▶ YOUR ASSIGNMENT:
Transcribe the data below in full, exactly.

========================================

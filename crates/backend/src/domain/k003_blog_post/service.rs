use super::repository;
use contracts::domain::common::AggregateRoot;
use contracts::domain::k003_blog_post::{BlogPost, BlogPostDto};
use uuid::Uuid;

/// Create a new blog post
pub async fn create(dto: BlogPostDto) -> anyhow::Result<Uuid> {
    let code = dto
        .code
        .clone()
        .unwrap_or_else(|| format!("BP-{}", Uuid::new_v4()));
    let mut aggregate = BlogPost::new_for_insert(
        code,
        dto.description.clone(),
        dto.slug.clone(),
        dto.body.clone(),
        dto.author.clone(),
        dto.comment.clone(),
    );
    aggregate.published_at = dto.published_at;

    aggregate
        .validate()
        .map_err(|e| anyhow::anyhow!("Validation failed: {}", e))?;

    aggregate.before_write();

    repository::insert(&aggregate).await
}

/// Update an existing blog post
pub async fn update(dto: BlogPostDto) -> anyhow::Result<()> {
    let id = dto
        .id
        .as_ref()
        .and_then(|s| Uuid::parse_str(s).ok())
        .ok_or_else(|| anyhow::anyhow!("Invalid ID"))?;

    let mut aggregate = repository::get_by_id(id)
        .await?
        .ok_or_else(|| anyhow::anyhow!("Not found"))?;

    aggregate.update(&dto);

    aggregate
        .validate()
        .map_err(|e| anyhow::anyhow!("Validation failed: {}", e))?;

    aggregate.before_write();

    repository::update(&aggregate).await
}

/// Soft delete
pub async fn delete(id: Uuid) -> anyhow::Result<bool> {
    repository::soft_delete(id).await
}

/// Fetch one by ID
pub async fn get_by_id(id: Uuid) -> anyhow::Result<Option<BlogPost>> {
    repository::get_by_id(id).await
}

/// Full list for the admin screen
pub async fn list_all() -> anyhow::Result<Vec<BlogPost>> {
    repository::list_all().await
}

/// Published posts for listings
pub async fn list_published() -> anyhow::Result<Vec<BlogPost>> {
    repository::list_published().await
}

========================================

▶ RESULT OF THE TASK:
filename crates/backend/src/domain/k003_blog_post/service.rs
use super::repository;
use contracts::domain::common::AggregateRoot;
use contracts::domain::k003_blog_post::{BlogPost, BlogPostDto};
use uuid::Uuid;

/// Create a new blog post
pub async fn create(dto: BlogPostDto) -> anyhow::Result<Uuid> {
    let code = dto
        .code
        .clone()
        .unwrap_or_else(|| format!("BP-{}", Uuid::new_v4()));
    let mut aggregate = BlogPost::new_for_insert(
        code,
        dto.description.clone(),
        dto.slug.clone(),
        dto.body.clone(),
        dto.author.clone(),
        dto.comment.clone(),
    );
    aggregate.published_at = dto.published_at;

    aggregate
        .validate()
        .map_err(|e| anyhow::anyhow!("Validation failed: {}", e))?;

    aggregate.before_write();

    repository::insert(&aggregate).await
}

/// Update an existing blog post
pub async fn update(dto: BlogPostDto) -> anyhow::Result<()> {
    let id = dto
        .id
        .as_ref()
        .and_then(|s| Uuid::parse_str(s).ok())
        .ok_or_else(|| anyhow::anyhow!("Invalid ID"))?;

    let mut aggregate = repository::get_by_id(id)
        .await?
        .ok_or_else(|| anyhow::anyhow!("Not found"))?;

    aggregate.update(&dto);

    aggregate
        .validate()
        .map_err(|e| anyhow::anyhow!("Validation failed: {}", e))?;

    aggregate.before_write();

    repository::update(&aggregate).await
}

/// Soft delete
pub async fn delete(id: Uuid) -> anyhow::Result<bool> {
    repository::soft_delete(id).await
}

/// Fetch one by ID
pub async fn get_by_id(id: Uuid) -> anyhow::Result<Option<BlogPost>> {
    repository::get_by_id(id).await
}

/// Full list for the admin screen
pub async fn list_all() -> anyhow::Result<Vec<BlogPost>> {
    repository::list_all().await
}

/// Published posts for listings
pub async fn list_published() -> anyhow::Result<Vec<BlogPost>> {
    repository::list_published().await
}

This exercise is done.